Abstract # 1800 Promotion of micrometastases by primary tumor secretome, and the deleterious effects of inflammatory surgical-stress responses on dormant metastases

Abstract

Surgical excision of a primary tumor was repeatedly shown to promote metastatic growth. However, several case studies have reported regression of metastases following tumor excision. Here we studied a luciferase-2-labelled human breast cancer cell line (MDA-MB-231) orthotopically implanted in nude mice. Primary tumors and metastatic progression were continuously monitored by bioluminescence imaging, and the primary tumor was excised shortly following metastases identification. Intriguingly, a reliable and robust 10–100 fold decrease in metastatic signal occurred gradually within 24 h of tumor excision. Subcutaneous implantation of osmotic minipumps containing conditioned medium from tumor cells, simultaneously with tumor excision, significantly attenuated this metastatic regression, indicating a stimulating signal from the primary tumor to remote malignant foci. Independently of this cross-talk, NK cells also mediated this regression of metastases, as indicated by two approaches of NK-depletion.
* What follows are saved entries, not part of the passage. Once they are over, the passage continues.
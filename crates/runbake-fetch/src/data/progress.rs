use std::fmt;

/// Phases of a download operation.
///
/// Downloads progress through these phases in order:
/// Connecting → Downloading → Verifying → Committing → Completed
///
/// Retries return to the Connecting phase.
#[derive(Debug, Clone, Copy, PartialEq, Eq, Default)]
pub enum FetchPhase {
    /// Request sent, waiting for response headers.
    #[default]
    Connecting,

    /// Streaming the body to the staging file.
    Downloading,

    /// Comparing the streamed digest with the expected one, if any.
    Verifying,

    /// Moving the staging file to its final path.
    Committing,

    Completed,
}

impl fmt::Display for FetchPhase {
    fn fmt(&self, f: &mut fmt::Formatter<'_>) -> fmt::Result {
        match self {
            FetchPhase::Connecting => write!(f, "Connecting"),
            FetchPhase::Downloading => write!(f, "Downloading"),
            FetchPhase::Verifying => write!(f, "Verifying"),
            FetchPhase::Committing => write!(f, "Committing"),
            FetchPhase::Completed => write!(f, "Completed"),
        }
    }
}

/// Snapshot passed to progress callbacks.
#[derive(Debug, Clone, PartialEq, Eq)]
pub struct Progress {
    pub phase: FetchPhase,

    /// Bytes written to the staging file so far.
    pub bytes_downloaded: u64,

    /// Declared Content-Length, when the server sent one.
    pub total_bytes: Option<u64>,

    /// 0 on the first attempt.
    pub retry_count: u32,
}

impl Progress {
    pub fn percentage(&self) -> Option<f32> {
        self.total_bytes.map(|total| {
            if total == 0 {
                0.0
            } else {
                (self.bytes_downloaded as f32 / total as f32) * 100.0
            }
        })
    }
}

#[cfg(test)]
mod tests {
    use super::*;

    #[test]
    fn test_percentage() {
        let mut p = Progress {
            phase: FetchPhase::Downloading,
            bytes_downloaded: 25,
            total_bytes: Some(100),
            retry_count: 0,
        };
        assert_eq!(p.percentage(), Some(25.0));

        p.total_bytes = Some(0);
        assert_eq!(p.percentage(), Some(0.0));

        p.total_bytes = None;
        assert_eq!(p.percentage(), None);
    }

    #[test]
    fn test_phase_display() {
        assert_eq!(FetchPhase::default().to_string(), "Connecting");
        assert_eq!(FetchPhase::Committing.to_string(), "Committing");
    }
}
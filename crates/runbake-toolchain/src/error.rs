use std::path::PathBuf;

use runbake_fetch::FetchError;

#[derive(Debug, thiserror::Error)]
pub enum Error {
    #[error(transparent)]
    Fetch(#[from] FetchError),

    #[error("extraction failed")]
    Extraction(#[from] runbake_archive::Error),

    #[error("failed to lock cache")]
    Lock(#[source] runbake_fs::Error),

    #[error("failed to list '{path}'")]
    List {
        path: PathBuf,
        source: std::io::Error,
    },

    #[error("failed to resolve '{path}'")]
    Resolve {
        path: PathBuf,
        source: std::io::Error,
    },

    #[error("no source directory found in '{0}'")]
    NotFound(PathBuf),

    #[error("build failed")]
    Build(#[from] runbake_platform::Error),
}

pub type Result<T> = std::result::Result<T, Error>;
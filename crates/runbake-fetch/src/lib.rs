//! Runtime source archive downloading with streaming verification and atomic placement.
//!
//! # Architecture
//!
//! This crate follows the three-layer pattern:
//! - `data` - Immutable configuration and types
//! - `core` - Pure transformations
//! - `effects` - I/O operations behind the [`HttpClient`] trait
//!
//! # Key Features
//!
//! - **Single-Pass**: the body is hashed while it streams to disk
//! - **Atomic Placement**: bytes land in a staging file that is renamed into
//!   place only after verification, so a partial download is never reused
//! - **Cache Reuse**: an intact archive already on disk is never fetched again
//! - **Mechanism-Only**: progress is reported through a callback; rendering is
//!   the caller's business

mod core;
mod data;
mod effects;
mod error;

pub use core::{is_success, retry_delay};
pub use data::{
    DEFAULT_DIST_URL, DistSource, FetchOptions, FetchPhase, Progress, ProgressCallback,
    RuntimeVersion, USER_AGENT,
};
pub use effects::{BoxStream, FetchOutcome, Fetcher, HttpClient, HttpResponse};

#[cfg(feature = "reqwest")]
pub use effects::ReqwestClient;

pub use error::{FetchError, Result};
use std::fmt;
use std::sync::Arc;
use std::time::Duration;

use runbake_verify::Sha256Digest;

use super::progress::Progress;

/// Identifies this client to the distribution server and any proxy in between.
pub const USER_AGENT: &str = concat!("runbake/", env!("CARGO_PKG_VERSION"));

pub type ProgressCallback = Arc<dyn Fn(&Progress) + Send + Sync>;

/// Configuration for a single fetch.
///
/// # Examples
///
/// ```
/// use runbake_fetch::FetchOptions;
/// use std::time::Duration;
///
/// let options = FetchOptions::default()
///     .max_retries(5)
///     .retry_backoff(Duration::from_millis(200))
///     .header("Accept", "application/gzip");
/// ```
#[derive(Clone)]
pub struct FetchOptions {
    /// Expected SHA-256 of the archive. Checked on fresh downloads and before
    /// reusing a cached file.
    pub checksum: Option<Sha256Digest>,

    /// Retries after the initial attempt, for network errors and 5xx responses.
    ///
    /// Default: 3
    pub max_retries: u32,

    /// Delay before retry N is `retry_backoff * 2^N`.
    ///
    /// Default: 100ms
    pub retry_backoff: Duration,

    /// Sent with every request. Starts with a `User-Agent` entry.
    pub headers: Arc<[(String, String)]>,

    pub on_progress: Option<ProgressCallback>,
}

impl fmt::Debug for FetchOptions {
    fn fmt(&self, f: &mut fmt::Formatter<'_>) -> fmt::Result {
        f.debug_struct("FetchOptions")
            .field("checksum", &self.checksum)
            .field("max_retries", &self.max_retries)
            .field("retry_backoff", &self.retry_backoff)
            .field("headers", &self.headers)
            .field("on_progress", &"{ ... }")
            .finish()
    }
}

impl Default for FetchOptions {
    fn default() -> Self {
        Self {
            checksum: None,
            max_retries: 3,
            retry_backoff: Duration::from_millis(100),
            headers: Arc::new([("User-Agent".to_string(), USER_AGENT.to_string())]),
            on_progress: None,
        }
    }
}

impl FetchOptions {
    #[must_use]
    pub fn checksum(mut self, checksum: Option<Sha256Digest>) -> Self {
        self.checksum = checksum;
        self
    }

    #[must_use]
    pub fn max_retries(mut self, max_retries: u32) -> Self {
        self.max_retries = max_retries;
        self
    }

    #[must_use]
    pub fn retry_backoff(mut self, backoff: Duration) -> Self {
        self.retry_backoff = backoff;
        self
    }

    /// Add a header, replacing an existing one with the same name.
    #[must_use]
    pub fn header(mut self, key: impl Into<String>, value: impl Into<String>) -> Self {
        let key = key.into();
        let mut headers: Vec<_> = self
            .headers
            .iter()
            .filter(|(k, _)| !k.eq_ignore_ascii_case(&key))
            .cloned()
            .collect();
        headers.push((key, value.into()));
        self.headers = headers.into();
        self
    }

    #[must_use]
    pub fn on_progress(mut self, callback: ProgressCallback) -> Self {
        self.on_progress = Some(callback);
        self
    }
}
Importantly, following tumor excision, the metastatic foci regressed into dormant micrometastases; however, extensive surgery simultaneously with tumor excision attenuated this regression and elicited an outbreak of these dormant micrometastases. Based on our previous work, we hypothesized that surgical inflammatory stress responses underlie this metastatic progression. Indeed, a short perioperative β -adrenergic blockade and COX-2 inhibition (using propranolol and etodolac) prevented this metastatic outbreak. This is a first model for post-excision metastatic regression into dormancy, and for the perioperative efficacy of this combined drug regimen in the context of evident micrometastases of a human malignancy.